## WORK INSTRUCTIONS
A single count is required: the lines of the data below in which the word "annotated" occurs.

Source records
☆ ☆ ☆ ☆
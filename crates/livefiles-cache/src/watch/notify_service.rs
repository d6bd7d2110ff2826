//! [`WatchService`] backed by the `notify` crate
//!
//! Each subscribed directory is watched non-recursively. Raw `notify` events
//! carry absolute paths; they are attributed to the subscription of their
//! parent directory and grouped into one [`WatchBatch`] per handle.

use super::service::{WatchBatch, WatchEvent, WatchEventKind, WatchHandle, WatchService};
use crate::config::WatchBackend;
use crate::error::{LiveFilesError, Result};
use async_trait::async_trait;
use notify::event::{ModifyKind, RenameMode};
use notify::{Event, EventKind, PollWatcher, RecursiveMode, Watcher};
use std::collections::{HashMap, HashSet, VecDeque};
use std::path::{Path, PathBuf};
use std::time::Duration;
use tokio::sync::mpsc;

/// Filesystem notification facility using native events or polling
pub struct NotifyWatchService {
	watcher: Box<dyn Watcher + Send>,
	receiver: mpsc::UnboundedReceiver<notify::Result<Event>>,
	next_handle: u64,
	directories: HashMap<WatchHandle, PathBuf>,
	handles: HashMap<PathBuf, WatchHandle>,
	invalid: HashSet<WatchHandle>,
	pending: VecDeque<WatchBatch>,
}

impl NotifyWatchService {
	/// Creates a service using the platform's native notifications
	///
	/// # Errors
	///
	/// Returns [`LiveFilesError::WatchUnavailable`] if the facility cannot be
	/// created.
	///
	/// # Example
	///
	/// ```rust,no_run
	/// use livefiles_cache::watch::{NotifyWatchService, WatchService};
	/// use std::path::Path;
	///
	/// let mut service = NotifyWatchService::recommended()?;
	/// let handle = service.subscribe(Path::new("./public"))?;
	/// assert!(service.is_valid(handle));
	/// # Ok::<(), livefiles_cache::LiveFilesError>(())
	/// ```
	pub fn recommended() -> Result<Self> {
		let (tx, rx) = mpsc::unbounded_channel();
		let watcher = notify::recommended_watcher(move |res: notify::Result<Event>| {
			let _ = tx.send(res);
		})
		.map_err(LiveFilesError::WatchUnavailable)?;
		Ok(Self::with_watcher(Box::new(watcher), rx))
	}

	/// Creates a service that re-scans watched directories every `interval`
	///
	/// # Errors
	///
	/// Returns [`LiveFilesError::WatchUnavailable`] if the poll thread cannot
	/// be created.
	pub fn polling(interval: Duration) -> Result<Self> {
		let (tx, rx) = mpsc::unbounded_channel();
		let config = notify::Config::default().with_poll_interval(interval);
		let watcher = PollWatcher::new(
			move |res: notify::Result<Event>| {
				let _ = tx.send(res);
			},
			config,
		)
		.map_err(LiveFilesError::WatchUnavailable)?;
		Ok(Self::with_watcher(Box::new(watcher), rx))
	}

	/// Creates the service selected by configuration
	///
	/// # Errors
	///
	/// Returns [`LiveFilesError::WatchUnavailable`] if the backend cannot be
	/// started.
	pub fn from_backend(backend: WatchBackend) -> Result<Self> {
		match backend {
			WatchBackend::Native => Self::recommended(),
			WatchBackend::Poll { interval_ms } => Self::polling(Duration::from_millis(interval_ms)),
		}
	}

	fn with_watcher(
		watcher: Box<dyn Watcher + Send>,
		receiver: mpsc::UnboundedReceiver<notify::Result<Event>>,
	) -> Self {
		Self {
			watcher,
			receiver,
			next_handle: 1,
			directories: HashMap::new(),
			handles: HashMap::new(),
			invalid: HashSet::new(),
			pending: VecDeque::new(),
		}
	}

	/// Number of live subscriptions
	pub fn subscription_count(&self) -> usize {
		self.directories.len()
	}

	/// Translates one raw event and appends the results to `batches`
	fn absorb(&mut self, event: Event, batches: &mut Vec<WatchBatch>) {
		if event.need_rescan() {
			self.absorb_overflow(&event, batches);
			return;
		}

		let changes: Vec<(WatchEventKind, &PathBuf)> = match event.kind {
			EventKind::Create(_) => event
				.paths
				.iter()
				.map(|path| (WatchEventKind::Create, path))
				.collect(),
			EventKind::Remove(_) => event
				.paths
				.iter()
				.map(|path| (WatchEventKind::Delete, path))
				.collect(),
			EventKind::Modify(ModifyKind::Name(mode)) => match mode {
				RenameMode::From => event
					.paths
					.iter()
					.map(|path| (WatchEventKind::Delete, path))
					.collect(),
				RenameMode::To => event
					.paths
					.iter()
					.map(|path| (WatchEventKind::Create, path))
					.collect(),
				RenameMode::Both if event.paths.len() == 2 => vec![
					(WatchEventKind::Delete, &event.paths[0]),
					(WatchEventKind::Create, &event.paths[1]),
				],
				_ => event
					.paths
					.iter()
					.map(|path| {
						if path.exists() {
							(WatchEventKind::Create, path)
						} else {
							(WatchEventKind::Delete, path)
						}
					})
					.collect(),
			},
			EventKind::Modify(_) => event
				.paths
				.iter()
				.map(|path| (WatchEventKind::Modify, path))
				.collect(),
			_ => Vec::new(),
		};

		for (kind, path) in changes {
			if kind == WatchEventKind::Delete
				&& let Some(&handle) = self.handles.get(path.as_path())
			{
				self.invalid.insert(handle);
				batch_for(batches, handle);
			}

			let (Some(parent), Some(name)) = (path.parent(), path.file_name()) else {
				continue;
			};
			match self.handles.get(parent) {
				Some(&handle) => batch_for(batches, handle)
					.events
					.push(WatchEvent::new(kind, name)),
				None => {
					tracing::debug!(path = %path.display(), ?kind, "dropping event outside watched directories");
				}
			}
		}
	}

	fn absorb_overflow(&self, event: &Event, batches: &mut Vec<WatchBatch>) {
		let mut targets: Vec<WatchHandle> = event
			.paths
			.iter()
			.filter_map(|path| {
				self.handles
					.get(path.as_path())
					.or_else(|| path.parent().and_then(|parent| self.handles.get(parent)))
					.copied()
			})
			.collect();

		// only directories without a watched ancestor; their rescan covers the rest
		if targets.is_empty() {
			targets = self
				.directories
				.iter()
				.filter(|(_, directory)| {
					!directory
						.ancestors()
						.skip(1)
						.any(|ancestor| self.handles.contains_key(ancestor))
				})
				.map(|(&handle, _)| handle)
				.collect();
		}
		targets.sort();
		targets.dedup();

		tracing::debug!(subscriptions = targets.len(), "notification overflow");
		for handle in targets {
			batch_for(batches, handle).events.push(WatchEvent::overflow());
		}
	}
}

fn batch_for(batches: &mut Vec<WatchBatch>, handle: WatchHandle) -> &mut WatchBatch {
	let index = match batches.iter().position(|batch| batch.handle == handle) {
		Some(index) => index,
		None => {
			batches.push(WatchBatch {
				handle,
				events: Vec::new(),
			});
			batches.len() - 1
		}
	};
	&mut batches[index]
}

#[async_trait]
impl WatchService for NotifyWatchService {
	fn subscribe(&mut self, directory: &Path) -> Result<WatchHandle> {
		if let Some(&handle) = self.handles.get(directory) {
			return Ok(handle);
		}

		self.watcher.watch(directory, RecursiveMode::NonRecursive)?;

		let handle = WatchHandle::new(self.next_handle);
		self.next_handle += 1;
		self.directories.insert(handle, directory.to_path_buf());
		self.handles.insert(directory.to_path_buf(), handle);
		Ok(handle)
	}

	async fn next_batch(&mut self, timeout: Duration) -> Result<Option<WatchBatch>> {
		if let Some(batch) = self.pending.pop_front() {
			return Ok(Some(batch));
		}

		let first = match tokio::time::timeout(timeout, self.receiver.recv()).await {
			Err(_) => return Ok(None),
			Ok(None) => return Err(LiveFilesError::WatcherClosed),
			Ok(Some(result)) => result?,
		};

		let mut batches = Vec::new();
		self.absorb(first, &mut batches);
		while let Ok(result) = self.receiver.try_recv() {
			match result {
				Ok(event) => self.absorb(event, &mut batches),
				Err(err) => tracing::warn!(error = %err, "notification error"),
			}
		}

		self.pending.extend(batches);
		Ok(self.pending.pop_front())
	}

	fn is_valid(&self, handle: WatchHandle) -> bool {
		!self.invalid.contains(&handle)
			&& self
				.directories
				.get(&handle)
				.is_some_and(|directory| directory.is_dir())
	}

	fn cancel(&mut self, handle: WatchHandle) {
		self.invalid.remove(&handle);
		let Some(directory) = self.directories.remove(&handle) else {
			return;
		};
		self.handles.remove(&directory);
		if let Err(err) = self.watcher.unwatch(&directory) {
			tracing::debug!(path = %directory.display(), error = %err, "unwatch failed");
		}
	}
}

impl std::fmt::Debug for NotifyWatchService {
	fn fmt(&self, f: &mut std::fmt::Formatter<'_>) -> std::fmt::Result {
		f.debug_struct("NotifyWatchService")
			.field("directories", &self.directories)
			.field("invalid", &self.invalid)
			.field("pending", &self.pending.len())
			.finish_non_exhaustive()
	}
}
//! JSON-lines directory sink for join results.

use std::io::{self, BufWriter, Write};

use boundary_join_core::{PointRecord, ResultSetName, ResultSink, UnmatchedRecord};
use camino::{Utf8Path, Utf8PathBuf};
use cap_std::fs_utf8::Dir;
use log::info;
use serde::Serialize;
use thiserror::Error;

use crate::fs::create_dir_all;

/// Attribute added to unmatched records carrying the reason code.
pub const JOIN_ERROR_ATTRIBUTE: &str = "join_error";

/// File extension of every written set.
const EXTENSION: &str = "jsonl";

/// Errors raised while writing result sets.
#[derive(Debug, Error)]
pub enum SinkError {
    /// The output directory could not be created or opened.
    #[error("failed to prepare output directory {path}")]
    CreateDir {
        /// Output directory.
        path: Utf8PathBuf,
        /// Underlying I/O failure.
        #[source]
        source: io::Error,
    },
    /// A set file could not be written.
    #[error("failed to write result set {path}")]
    Write {
        /// File being written.
        path: Utf8PathBuf,
        /// Underlying I/O failure.
        #[source]
        source: io::Error,
    },
}

/// [`ResultSink`] writing each set to `<dir>/<name>.jsonl`.
///
/// Region set names are sanitised for use as file names. Unmatched records
/// gain a [`JOIN_ERROR_ATTRIBUTE`] holding the reason code.
#[derive(Debug)]
pub struct JsonLinesSink {
    root: Utf8PathBuf,
    dir: Dir,
    written: Vec<Utf8PathBuf>,
}

impl JsonLinesSink {
    /// Create `root` if needed and write sets into it.
    ///
    /// # Errors
    /// Returns [`SinkError::CreateDir`] when the directory cannot be created.
    pub fn create(path: impl Into<Utf8PathBuf>) -> Result<Self, SinkError> {
        let root = path.into();
        let dir = create_dir_all(&root).map_err(|source| SinkError::CreateDir {
            path: root.clone(),
            source,
        })?;
        Ok(Self {
            root,
            dir,
            written: Vec::new(),
        })
    }

    /// Output directory.
    #[must_use]
    pub fn root(&self) -> &Utf8Path {
        &self.root
    }

    /// Files written so far, in order.
    #[must_use]
    pub fn written(&self) -> &[Utf8PathBuf] {
        &self.written
    }

    fn write_lines<T, I>(&mut self, name: &ResultSetName, entries: I) -> Result<(), SinkError>
    where
        T: Serialize,
        I: IntoIterator<Item = T>,
    {
        let file_name = format!("{}.{EXTENSION}", file_stem(name));
        let path = self.root.join(&file_name);
        let write_error = |source: io::Error| SinkError::Write {
            path: path.clone(),
            source,
        };
        let file = self.dir.create(&file_name).map_err(write_error)?;
        let mut writer = BufWriter::new(file);
        let mut count = 0_usize;
        for entry in entries {
            serde_json::to_writer(&mut writer, &entry).map_err(|err| write_error(err.into()))?;
            writer.write_all(b"\n").map_err(write_error)?;
            count += 1;
        }
        writer.flush().map_err(write_error)?;
        info!("Wrote {count} records to {path}");
        self.written.push(path);
        Ok(())
    }
}

impl ResultSink for JsonLinesSink {
    type Error = SinkError;

    fn write_set(
        &mut self,
        name: &ResultSetName,
        records: &[&PointRecord],
    ) -> Result<(), Self::Error> {
        self.write_lines(name, records.iter().copied())
    }

    fn write_unmatched(&mut self, records: &[UnmatchedRecord]) -> Result<(), Self::Error> {
        let annotated = records.iter().map(|entry| {
            let mut record = entry.record.clone();
            record.insert(JOIN_ERROR_ATTRIBUTE, entry.reason.code());
            record
        });
        self.write_lines(&ResultSetName::Unmatched, annotated)
    }
}

/// File stem for a result set: the canonical name with every character
/// outside `[A-Za-z0-9_-]` replaced by `_`.
#[must_use]
pub fn file_stem(name: &ResultSetName) -> String {
    name.to_string()
        .chars()
        .map(|ch| {
            if ch.is_ascii_alphanumeric() || ch == '-' || ch == '_' {
                ch
            } else {
                '_'
            }
        })
        .collect()
}
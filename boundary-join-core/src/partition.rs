//! Grouping of join outcomes into named result sets.

use std::collections::BTreeMap;

use crate::{JoinOutcome, PointRecord, RegionId, ResultSetName, ResultSink, UnmatchedReason};

/// A record that could not be assigned, kept with the reason.
#[derive(Debug, Clone, PartialEq)]
pub struct UnmatchedRecord {
    /// The record exactly as it was supplied.
    pub record: PointRecord,
    /// Why no region was assigned.
    pub reason: UnmatchedReason,
}

/// Members of one region's result set.
///
/// Members are indices into [`JoinResults::matched`]; the region sets are
/// therefore views over the overall matched set rather than copies of it.
#[derive(Debug, Clone, PartialEq, Eq)]
pub struct RegionMatches {
    id: RegionId,
    position: usize,
    members: Vec<usize>,
}

impl RegionMatches {
    const fn new(id: RegionId, position: usize) -> Self {
        Self {
            id,
            position,
            members: Vec::new(),
        }
    }

    /// Identifier of the region.
    #[must_use]
    pub const fn id(&self) -> &RegionId {
        &self.id
    }

    /// Insertion position of the region.
    #[must_use]
    pub const fn position(&self) -> usize {
        self.position
    }

    /// Indices into [`JoinResults::matched`], in arrival order.
    #[must_use]
    pub fn members(&self) -> &[usize] {
        &self.members
    }

    /// Number of records assigned to the region.
    #[must_use]
    pub fn len(&self) -> usize {
        self.members.len()
    }

    /// Whether no record was assigned to the region.
    #[must_use]
    pub fn is_empty(&self) -> bool {
        self.members.is_empty()
    }
}

/// Accumulates join outcomes into per-region, matched and unmatched sets.
///
/// Every record handed to [`record`](Self::record) lands in exactly one
/// place: a region set (and therefore the overall matched set) or the
/// unmatched set.
#[derive(Debug, Clone)]
pub struct ResultPartitioner {
    region_attribute: String,
    matched: Vec<PointRecord>,
    regions: BTreeMap<usize, RegionMatches>,
    unmatched: Vec<UnmatchedRecord>,
}

impl ResultPartitioner {
    /// An empty partitioner writing assigned identifiers to `region_attribute`.
    pub fn new(region_attribute: impl Into<String>) -> Self {
        Self {
            region_attribute: region_attribute.into(),
            matched: Vec::new(),
            regions: BTreeMap::new(),
            unmatched: Vec::new(),
        }
    }

    /// Route one record according to its outcome.
    ///
    /// Matched records gain the region attribute, replacing any existing
    /// value of the same name.
    pub fn record(&mut self, mut record: PointRecord, outcome: JoinOutcome) {
        match outcome {
            JoinOutcome::Matched { region, position } => {
                record.insert(self.region_attribute.as_str(), region.as_str());
                let index = self.matched.len();
                self.matched.push(record);
                self.regions
                    .entry(position)
                    .or_insert_with(|| RegionMatches::new(region, position))
                    .members
                    .push(index);
            }
            JoinOutcome::Unmatched(reason) => {
                self.unmatched.push(UnmatchedRecord { record, reason });
            }
        }
    }

    /// Append `other`'s records after this partitioner's records.
    #[must_use]
    pub fn merge(mut self, other: Self) -> Self {
        let offset = self.matched.len();
        self.matched.extend(other.matched);
        for (position, theirs) in other.regions {
            let ours = self
                .regions
                .entry(position)
                .or_insert_with(|| RegionMatches::new(theirs.id.clone(), position));
            ours.members
                .extend(theirs.members.into_iter().map(|index| index + offset));
        }
        self.unmatched.extend(other.unmatched);
        self
    }

    /// Number of records partitioned so far.
    #[must_use]
    pub fn len(&self) -> usize {
        self.matched.len() + self.unmatched.len()
    }

    /// Whether no record has been partitioned yet.
    #[must_use]
    pub fn is_empty(&self) -> bool {
        self.len() == 0
    }

    /// Seal the partition.
    #[must_use]
    pub fn finish(self) -> JoinResults {
        JoinResults {
            matched: self.matched,
            regions: self.regions.into_values().collect(),
            unmatched: self.unmatched,
        }
    }
}

/// The sealed output of a join.
///
/// # Examples
/// ```
/// use boundary_join_core::{GeometryStore, JoinOptions, RegionId, SpatialJoinEngine};
/// use boundary_join_core::test_support::{record, square_feature};
///
/// let store = GeometryStore::from_features([square_feature("A", 0.0, 0.0, 1.0, 1.0)], "id");
/// let engine = SpatialJoinEngine::new(store, JoinOptions::default());
/// let results = engine.join_all([record(0.5, 0.5), record(3.0, 3.0)]);
///
/// assert_eq!(results.records_for(&RegionId::from("A")).len(), 1);
/// assert_eq!(results.matched()[0].get("region"), Some(&serde_json::json!("A")));
/// assert_eq!(results.unmatched().len(), 1);
/// ```
#[derive(Debug, Clone, Default)]
pub struct JoinResults {
    matched: Vec<PointRecord>,
    regions: Vec<RegionMatches>,
    unmatched: Vec<UnmatchedRecord>,
}

impl JoinResults {
    /// Every matched record, annotated with its region, in arrival order.
    #[must_use]
    pub fn matched(&self) -> &[PointRecord] {
        &self.matched
    }

    /// Records that were not assigned, in arrival order.
    #[must_use]
    pub fn unmatched(&self) -> &[UnmatchedRecord] {
        &self.unmatched
    }

    /// Non-empty region sets in region insertion order.
    #[must_use]
    pub fn regions(&self) -> &[RegionMatches] {
        &self.regions
    }

    /// Set of the first region carrying `id`, if any record matched it.
    #[must_use]
    pub fn region(&self, id: &RegionId) -> Option<&RegionMatches> {
        self.regions.iter().find(|set| set.id() == id)
    }

    /// Records belonging to `set`.
    pub fn records_in<'a>(
        &'a self,
        set: &'a RegionMatches,
    ) -> impl Iterator<Item = &'a PointRecord> + 'a {
        set.members
            .iter()
            .filter_map(|&index| self.matched.get(index))
    }

    /// Records assigned to any region carrying `id`.
    #[must_use]
    pub fn records_for(&self, id: &RegionId) -> Vec<&PointRecord> {
        self.regions
            .iter()
            .filter(|set| set.id() == id)
            .flat_map(|set| self.records_in(set))
            .collect()
    }

    /// Total number of records joined.
    #[must_use]
    pub fn total(&self) -> usize {
        self.matched.len() + self.unmatched.len()
    }

    /// Hand every result set to `sink`.
    ///
    /// Region sets come first in region insertion order, followed by the
    /// overall matched set and finally the unmatched set. Regions without
    /// matches produce no set; the matched and unmatched sets are always
    /// written, even when empty.
    ///
    /// # Errors
    /// Stops at and returns the first sink error.
    pub fn publish<S>(&self, sink: &mut S) -> Result<(), S::Error>
    where
        S: ResultSink + ?Sized,
    {
        for set in &self.regions {
            let name = ResultSetName::Region {
                position: set.position,
                id: set.id.clone(),
            };
            let records: Vec<&PointRecord> = self.records_in(set).collect();
            sink.write_set(&name, &records)?;
        }
        let matched: Vec<&PointRecord> = self.matched.iter().collect();
        sink.write_set(&ResultSetName::MatchedOverall, &matched)?;
        sink.write_unmatched(&self.unmatched)
    }
}
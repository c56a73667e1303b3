//! Blocking bridge over an async `reqwest` client.
//!
//! The collaborator traits in `boundary-join-core` are synchronous so the
//! engine stays embeddable anywhere. [`HttpClient`] owns a current-thread
//! Tokio runtime and blocks on it, reusing the caller's runtime via
//! [`tokio::task::block_in_place`] when invoked from a multi-threaded one.

use std::time::Duration;

use log::debug;
use reqwest::Client;
use reqwest::header::HeaderMap;
use thiserror::Error;
use tokio::runtime::{Handle, Runtime, RuntimeFlavor};
use url::Url;

/// Default user agent for outgoing requests.
pub const DEFAULT_USER_AGENT: &str = "boundary-join/0.1";

/// Default number of records requested per page.
pub const DEFAULT_PAGE_SIZE: usize = 1000;

const DEFAULT_TIMEOUT_SECS: u64 = 30;

/// Settings shared by the HTTP collaborators.
#[derive(Debug, Clone, PartialEq, Eq)]
pub struct HttpSourceConfig {
    /// Connect and request timeout.
    pub timeout: Duration,
    /// User agent sent with every request.
    pub user_agent: String,
    /// Records requested per page by paginated sources.
    pub page_size: usize,
}

impl Default for HttpSourceConfig {
    fn default() -> Self {
        Self {
            timeout: Duration::from_secs(DEFAULT_TIMEOUT_SECS),
            user_agent: DEFAULT_USER_AGENT.to_owned(),
            page_size: DEFAULT_PAGE_SIZE,
        }
    }
}

impl HttpSourceConfig {
    /// Set the request timeout.
    #[must_use]
    pub fn with_timeout(mut self, timeout: Duration) -> Self {
        self.timeout = timeout;
        self
    }

    /// Set the user agent string.
    #[must_use]
    pub fn with_user_agent(mut self, user_agent: impl Into<String>) -> Self {
        self.user_agent = user_agent.into();
        self
    }

    /// Set the page size used by paginated sources.
    #[must_use]
    pub fn with_page_size(mut self, page_size: usize) -> Self {
        self.page_size = page_size;
        self
    }
}

/// Errors raised while constructing an HTTP collaborator.
#[derive(Debug, Error)]
pub enum HttpBuildError {
    /// The HTTP client could not be built.
    #[error("failed to build HTTP client: {0}")]
    Client(#[source] reqwest::Error),
    /// The Tokio runtime could not be built.
    #[error("failed to build Tokio runtime: {0}")]
    Runtime(#[source] std::io::Error),
    /// A page size of zero would never advance the offset.
    #[error("page size must be greater than zero")]
    ZeroPageSize,
}

/// Errors raised while fetching a remote document.
#[derive(Debug, Clone, Error, PartialEq, Eq)]
pub enum FetchError {
    /// The request timed out.
    #[error("request to {url} timed out after {timeout_secs}s")]
    Timeout {
        /// Requested URL.
        url: String,
        /// Configured timeout in seconds.
        timeout_secs: u64,
    },
    /// The server answered with a non-success status.
    #[error("request to {url} failed with HTTP {status}: {message}")]
    Status {
        /// Requested URL.
        url: String,
        /// HTTP status code.
        status: u16,
        /// Client error description.
        message: String,
    },
    /// The request failed before a response arrived.
    #[error("request to {url} failed: {message}")]
    Network {
        /// Requested URL.
        url: String,
        /// Client error description.
        message: String,
    },
    /// The response body was not the expected JSON shape.
    #[error("response from {url} is not valid: {message}")]
    Parse {
        /// Requested URL.
        url: String,
        /// Description of the problem.
        message: String,
    },
}

/// Shared blocking HTTP client.
pub(crate) struct HttpClient {
    client: Client,
    timeout: Duration,
    runtime: Runtime,
}

impl std::fmt::Debug for HttpClient {
    fn fmt(&self, f: &mut std::fmt::Formatter<'_>) -> std::fmt::Result {
        f.debug_struct("HttpClient")
            .field("client", &self.client)
            .field("timeout", &self.timeout)
            .field("runtime", &"<tokio::runtime::Runtime>")
            .finish()
    }
}

impl HttpClient {
    pub(crate) fn new(config: &HttpSourceConfig) -> Result<Self, HttpBuildError> {
        let client = Client::builder()
            .user_agent(&config.user_agent)
            .connect_timeout(config.timeout)
            .timeout(config.timeout)
            .build()
            .map_err(HttpBuildError::Client)?;
        let runtime = tokio::runtime::Builder::new_current_thread()
            .enable_all()
            .build()
            .map_err(HttpBuildError::Runtime)?;
        Ok(Self {
            client,
            timeout: config.timeout,
            runtime,
        })
    }

    /// Fetch `url` and return the response body as text.
    pub(crate) fn get_text(&self, url: &Url) -> Result<String, FetchError> {
        let future = self.get_text_async(url);
        match Handle::try_current() {
            Ok(handle) if handle.runtime_flavor() == RuntimeFlavor::MultiThread => {
                tokio::task::block_in_place(|| handle.block_on(future))
            }
            _ => self.runtime.block_on(future),
        }
    }

    async fn get_text_async(&self, url: &Url) -> Result<String, FetchError> {
        let response = self
            .client
            .get(url.clone())
            .send()
            .await
            .map_err(|err| self.convert_error(&err, url))?
            .error_for_status()
            .map_err(|err| self.convert_error(&err, url))?;
        if let Some(summary) = rate_limit_summary(response.headers()) {
            debug!("Rate limit for {url}: {summary}");
        }
        response
            .text()
            .await
            .map_err(|err| self.convert_error(&err, url))
    }

    fn convert_error(&self, error: &reqwest::Error, url: &Url) -> FetchError {
        if error.is_timeout() {
            return FetchError::Timeout {
                url: url.to_string(),
                timeout_secs: self.timeout.as_secs(),
            };
        }
        if let Some(status) = error.status() {
            return FetchError::Status {
                url: url.to_string(),
                status: status.as_u16(),
                message: error.to_string(),
            };
        }
        FetchError::Network {
            url: url.to_string(),
            message: error.to_string(),
        }
    }
}

const RATE_LIMIT_HEADERS: [(&str, &str); 3] = [
    ("x-ratelimit-limit", "limit"),
    ("x-ratelimit-remaining", "remaining"),
    ("x-ratelimit-reset", "reset"),
];

/// Render the rate-limit headers present on a response, if any.
fn rate_limit_summary(headers: &HeaderMap) -> Option<String> {
    let parts: Vec<String> = RATE_LIMIT_HEADERS
        .iter()
        .filter_map(|(header, label)| {
            let value = headers.get(*header)?.to_str().ok()?;
            Some(format!("{label}={value}"))
        })
        .collect();
    (!parts.is_empty()).then(|| parts.join(" "))
}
☆ ☆ ☆ ☆
## REPLY TO THE EXERCISE
3